Objective: Drug-induced liver injury (DILI) is the leading cause of acute liver failure and poses a significant challenge to human health. Rhubarb (Rheum officinale Baill.) DaHuang) has been clinically used for its heat-clearing and diuresis-promoting effects. However, its toxic effects on different organelles in the liver require further validation. Methods: We analyzed the potential targets affecting hepatotoxicity in rhubarb and the potential damage relationship with five major organelles, including microsomes, mitochondria, endoplasmic reticulum (ER), Golgi apparatus (GA), and lysosomes through ITCM/HERB databases and network pharmacology. We isolated and purified different organelles, incubated them with different fractions and monomers of rhubarb in an ATP culture system and examined the structural and functional changes in the organelles using particle size analysis and molecular biological experiments to investigate whether rhubarb affects the damage and rupture of major organelles in the liver.

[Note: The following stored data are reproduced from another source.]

//! `AffinityEngine`: the single owner of the live store.
//!
//! Every operation that reads or writes records takes the store lock for
//! its whole duration, so a reward cycle never interleaves with a delta or
//! a transfer, and a transfer's two writes are never observed halfway. The
//! lock is never held across an `.await`.

use std::sync::Arc;

use parking_lot::Mutex;

use crate::affinity::{
    status_of, AffinityStatus, AffinityUpdater, DeltaOutcome, NextMilestone, TransferEngine,
    TransferQuote, TransferReceipt,
};
use crate::config::AffinityConfig;
use crate::error::{PersonaChangeError, RewardError, TransferError};
use crate::persona::{
    ChatCompletionsGenerator, DisabledGenerator, PersonaAssignment, PersonaInfo, PersonaSelector,
    TextGenerator,
};
use crate::rewards::{PeriodicRewardCalculator, RewardEntry, RewardReport, Snapshot};
use crate::store::{AffinityStore, ArchiveStore, JsonArchive, JsonFileStore};

#[derive(Debug)]
pub struct AffinityEngine {
    store: Mutex<AffinityStore>,
    selector: PersonaSelector,
    updater: AffinityUpdater,
    transfers: TransferEngine,
    rewards: PeriodicRewardCalculator,
    generator: Arc<dyn TextGenerator>,
    manual_change_min_abs_score: f64,
}

impl AffinityEngine {
    pub fn new(
        config: &AffinityConfig,
        store: AffinityStore,
        archive: Arc<dyn ArchiveStore>,
        generator: Arc<dyn TextGenerator>,
    ) -> Self {
        Self {
            store: Mutex::new(store),
            selector: PersonaSelector::new(Arc::new(config.persona.clone())),
            updater: AffinityUpdater::new(config.economy.clone()),
            transfers: TransferEngine::new(config.transfer.clone()),
            rewards: PeriodicRewardCalculator::new(config.rewards.clone(), archive),
            generator,
            manual_change_min_abs_score: config.transfer.manual_change_min_abs_score,
        }
    }

    /// Build an engine over the file-backed store and archive named in `config`.
    ///
    /// Uses the chat-completions generator when an API key is configured.
    pub fn from_config(config: &AffinityConfig) -> Self {
        let store = AffinityStore::open(JsonFileStore::new(config.storage.document_path()));
        let archive: Arc<dyn ArchiveStore> =
            Arc::new(JsonArchive::new(config.storage.archive_path()));
        let generator: Arc<dyn TextGenerator> = if config.generator.api_key.is_some() {
            Arc::new(ChatCompletionsGenerator::new(&config.generator))
        } else {
            log::warn!("No generator API key configured; custom personas are disabled");
            Arc::new(DisabledGenerator)
        };
        Self::new(config, store, archive, generator)
    }

    /// Replace the selector's random source with a seeded one.
    pub fn with_seed(mut self, seed: u64) -> Self {
        let catalog = Arc::new(self.selector.catalog().clone());
        self.selector = PersonaSelector::with_seed(catalog, seed);
        self
    }

    // --- Scored events ---

    /// Apply a delta with an explicit persona multiplier.
    pub fn apply_delta(&self, identity: &str, persona_multiplier: f64, raw_delta: f64) -> DeltaOutcome {
        let mut store = self.store.lock();
        self.updater
            .apply_delta(&mut store, &self.selector, identity, persona_multiplier, raw_delta)
    }

    /// Apply a delta scaled by the identity's current persona class.
    ///
    /// An identity seen for the first time gets a default persona first.
    pub fn record_interaction(&self, identity: &str, raw_delta: f64) -> DeltaOutcome {
        let mut store = self.store.lock();
        self.selector.assign_default(&mut store, identity);
        let multiplier = self.selector.multiplier_for_identity(&store, identity);
        self.updater
            .apply_delta(&mut store, &self.selector, identity, multiplier, raw_delta)
    }

    // --- Transfers ---

    pub fn transfer(
        &self,
        source: &str,
        target_partial: &str,
        amount: f64,
    ) -> Result<TransferReceipt, TransferError> {
        let mut store = self.store.lock();
        self.transfers.transfer(&mut store, source, target_partial, amount)
    }

    pub fn transfer_quote(
        &self,
        source: &str,
        target_partial: &str,
    ) -> Result<TransferQuote, TransferError> {
        let store = self.store.lock();
        self.transfers.quote(&store, source, target_partial)
    }

    // --- Rewards ---

    pub fn export_snapshot(&self) -> Snapshot {
        self.rewards.export_snapshot(&self.store.lock())
    }

    pub fn compute_rewards(&self, snapshot: &Snapshot) -> Vec<RewardEntry> {
        self.rewards.compute_rewards(snapshot)
    }

    pub fn reset_all(&self) -> usize {
        let mut store = self.store.lock();
        self.rewards.reset_all(&mut store)
    }

    /// Archive the live scores under `period`, reset them, and rank the archive.
    pub fn run_reward_cycle(&self, period: &str) -> Result<RewardReport, RewardError> {
        let mut store = self.store.lock();
        self.rewards.run_cycle(&mut store, period)
    }

    /// Recompute the leaderboard of an already archived period.
    pub fn rewards_for_period(&self, period: &str) -> Result<RewardReport, RewardError> {
        let snapshot = self.rewards.load_archive(period)?;
        Ok(self.rewards.report(period, &snapshot, 0))
    }

    pub fn archived_periods(&self) -> Result<Vec<String>, RewardError> {
        self.rewards.archived_periods()
    }

    // --- Admin ---

    /// Reset one identity's record to defaults. False if the identity has no record.
    pub fn reset_identity(&self, identity: &str) -> bool {
        let mut store = self.store.lock();
        let existed = store.reset_record(identity);
        if existed {
            store.persist();
            log::info!("Reset affinity record for {}", identity);
        }
        existed
    }

    // --- Personas ---

    fn check_manual_gate(&self, store: &AffinityStore, identity: &str) -> Result<(), PersonaChangeError> {
        let score = store.get(identity).map(|r| r.total_score).unwrap_or(0.0);
        if score.abs() < self.manual_change_min_abs_score {
            return Err(PersonaChangeError::ScoreTooLow {
                score,
                required: self.manual_change_min_abs_score,
            });
        }
        Ok(())
    }

    /// Leave an excursion on request: restore the captured persona and zero the score.
    pub fn restore_original_persona(&self, identity: &str) -> Result<PersonaInfo, PersonaChangeError> {
        let mut store = self.store.lock();
        self.check_manual_gate(&store, identity)?;

        let saved = store
            .get_or_create(identity)
            .saved_persona
            .clone()
            .ok_or(PersonaChangeError::NothingToRestore)?;
        store.get_or_create(identity).clear_excursion();
        self.selector.restore(&mut store, identity, saved);
        store.persist();

        Ok(self.selector.persona_info(&store, identity))
    }

    /// Generate and store a custom persona from free text.
    ///
    /// The gate is checked before calling the generator and again before
    /// committing, since the score may have moved while waiting.
    pub async fn request_custom_persona(
        &self,
        identity: &str,
        request_text: &str,
    ) -> Result<PersonaInfo, PersonaChangeError> {
        if request_text.trim().is_empty() {
            return Err(PersonaChangeError::EmptyRequest);
        }
        {
            let store = self.store.lock();
            self.check_manual_gate(&store, identity)?;
        }

        let text = self
            .selector
            .generate_custom(self.generator.as_ref(), identity, request_text)
            .await?;

        let mut store = self.store.lock();
        self.check_manual_gate(&store, identity)?;
        store.set_persona(identity, PersonaAssignment::Custom(text));
        store.persist();
        Ok(self.selector.persona_info(&store, identity))
    }

    /// Re-roll a built-in persona, dropping any custom one.
    pub fn reset_persona(&self, identity: &str) -> usize {
        let mut store = self.store.lock();
        let index = self.selector.reset(&mut store, identity);
        store.persist();
        index
    }

    // --- Read-only accessors ---

    pub fn status(&self, identity: &str) -> AffinityStatus {
        let store = self.store.lock();
        status_of(&store, &self.selector, self.updater.ladder(), identity)
    }

    pub fn score(&self, identity: &str) -> f64 {
        self.store
            .lock()
            .get(identity)
            .map(|r| r.total_score)
            .unwrap_or(0.0)
    }

    pub fn next_milestone(&self, identity: &str) -> Option<NextMilestone> {
        let score = self.score(identity);
        self.updater.ladder().next_milestone(score)
    }

    pub fn persona_info(&self, identity: &str) -> PersonaInfo {
        let store = self.store.lock();
        self.selector.persona_info(&store, identity)
    }

    pub fn persona_prompt(&self, identity: &str) -> String {
        let mut store = self.store.lock();
        let prompt = self.selector.persona_prompt(&mut store, identity);
        store.persist();
        prompt
    }

    pub fn identity_count(&self) -> usize {
        self.store.lock().len()
    }
}

#[cfg(test)]
mod tests {
    use super::*;
    use crate::error::GenerationError;
    use crate::store::{Direction, InMemoryArchive, InMemoryStore};
    use async_trait::async_trait;

    #[derive(Debug)]
    struct EchoGenerator;

    #[async_trait]
    impl TextGenerator for EchoGenerator {
        async fn generate(&self, _prompt: &str) -> Result<String, GenerationError> {
            Ok("A patient lighthouse keeper.".to_string())
        }
    }

    fn engine_with(generator: Arc<dyn TextGenerator>) -> AffinityEngine {
        AffinityEngine::new(
            &AffinityConfig::default(),
            AffinityStore::new(InMemoryStore::new()),
            Arc::new(InMemoryArchive::new()),
            generator,
        )
        .with_seed(11)
    }

    fn engine() -> AffinityEngine {
        engine_with(Arc::new(DisabledGenerator))
    }

    #[test]
    fn test_record_interaction_uses_persona_class() {
        let engine = engine();
        engine.store.lock().set_persona("alice", PersonaAssignment::Builtin(0));
        let outcome = engine.record_interaction("alice", 10.0);
        assert_eq!(outcome.adjusted_delta, 16.0);

        engine.store.lock().set_persona("bob", PersonaAssignment::Builtin(1));
        let outcome = engine.record_interaction("bob", 10.0);
        assert_eq!(outcome.adjusted_delta, 12.0);
    }

    #[test]
    fn test_record_interaction_assigns_default() {
        let engine = engine();
        engine.record_interaction("carol", 1.0);
        assert!(engine.persona_info("carol").has_persona);
    }

    #[test]
    fn test_transfer_through_engine() {
        let engine = engine();
        engine.apply_delta("alice", 1.0, 100.0);
        engine.apply_delta("bob", 1.0, -20.0);
        assert_eq!(engine.score("bob"), -100.0);

        let receipt = engine.transfer("alice", "bob", 50.0).unwrap();
        assert_eq!(receipt.target_after, -140.0);
        assert_eq!(engine.score("alice"), 50.0);
    }

    #[test]
    fn test_reward_cycle_and_recompute() {
        let engine = engine();
        engine.apply_delta("alice", 1.0, 10.0);
        engine.apply_delta("bob", 1.0, 20.0);

        let report = engine.run_reward_cycle("2026_09").unwrap();
        assert_eq!(report.winners.len(), 2);
        assert_eq!(engine.score("alice"), 0.0);

        let again = engine.rewards_for_period("2026_09").unwrap();
        assert_eq!(again.winners, report.winners);
        assert_eq!(engine.archived_periods().unwrap(), vec!["2026_09"]);
        assert!(matches!(
            engine.rewards_for_period("2026_01"),
            Err(RewardError::MissingArchive { .. })
        ));
    }

    #[test]
    fn test_reset_identity() {
        let engine = engine();
        engine.apply_delta("alice", 1.0, 10.0);
        assert!(engine.reset_identity("alice"));
        assert_eq!(engine.score("alice"), 0.0);
        assert!(!engine.reset_identity("nobody"));
    }

    #[test]
    fn test_restore_original_persona_gated() {
        let engine = engine();
        engine.apply_delta("alice", 1.0, 10.0);
        assert!(matches!(
            engine.restore_original_persona("alice"),
            Err(PersonaChangeError::ScoreTooLow { .. })
        ));

        {
            let mut store = engine.store.lock();
            store.get_or_create("alice").total_score = 200.0;
        }
        assert!(matches!(
            engine.restore_original_persona("alice"),
            Err(PersonaChangeError::NothingToRestore)
        ));
    }

    #[test]
    fn test_restore_original_persona_leaves_excursion() {
        let engine = engine();
        {
            let mut store = engine.store.lock();
            store.set_persona("alice", PersonaAssignment::Builtin(2));
            store.get_or_create("alice").total_score = 4999.0;
        }
        engine.apply_delta("alice", 1.0, 1.0);
        engine.apply_delta("alice", 1.0, -50.0);
        assert_eq!(engine.status("alice").direction, Direction::Positive);
        assert!(engine.score("alice") <= -150.0);

        let info = engine.restore_original_persona("alice").unwrap();
        assert_eq!(info.builtin_index, Some(2));
        let status = engine.status("alice");
        assert_eq!(status.direction, Direction::Natural);
        assert_eq!(status.total_score, 0.0);
        assert!(!status.has_saved_persona);
    }

    #[tokio::test]
    async fn test_request_custom_persona() {
        let engine = engine_with(Arc::new(EchoGenerator));
        engine.store.lock().get_or_create("alice").total_score = -150.0;

        let info = engine
            .request_custom_persona("alice", "someone calm")
            .await
            .unwrap();
        assert!(info.is_custom);
        assert!(engine
            .persona_prompt("alice")
            .contains("A patient lighthouse keeper."));
    }

    #[tokio::test]
    async fn test_request_custom_persona_failures_keep_persona() {
        let engine = engine();
        engine.store.lock().set_persona("bob", PersonaAssignment::Builtin(3));

        assert!(matches!(
            engine.request_custom_persona("bob", "  ").await,
            Err(PersonaChangeError::EmptyRequest)
        ));
        assert!(matches!(
            engine.request_custom_persona("bob", "a pirate").await,
            Err(PersonaChangeError::ScoreTooLow { .. })
        ));

        engine.store.lock().get_or_create("bob").total_score = 300.0;
        assert!(matches!(
            engine.request_custom_persona("bob", "a pirate").await,
            Err(PersonaChangeError::GenerationFailed(_))
        ));
        assert_eq!(engine.persona_info("bob").builtin_index, Some(3));
    }

    #[test]
    fn test_reset_persona_rolls_builtin() {
        let engine = engine();
        engine
            .store
            .lock()
            .set_persona("erin", PersonaAssignment::Custom("x".to_string()));
        let index = engine.reset_persona("erin");
        assert_eq!(engine.persona_info("erin").builtin_index, Some(index));
    }
}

Results: By combining virtual predictions and experimental verification, our research confirmed that emodin isolated from the anthraquinone of rhubarb, catechin in the tannins of rhubarb, and palmitic acid in the organic acids of rhubarb caused the most significant functional and structural damage to the representative organelles. Among all the monomeric compounds, emodin caused the most damage to the microsome, mitochondria, ER, and lysosome; catechin induced microsome and GA damage; and palmitic acid caused the most damage to microsomes and GA in the liver, suggesting that rhubarb components may exert hepatotoxicity through multi-organelle injury. Conclusions: Our findings revealed that rhubarb has varying degrees of damaging effects on different organelles, which in turn affects cellular life activities by impairing organelle morphology and function. This study provides a theoretical basis and technical support for a refined analysis of the toxic components and targets of rhubarb.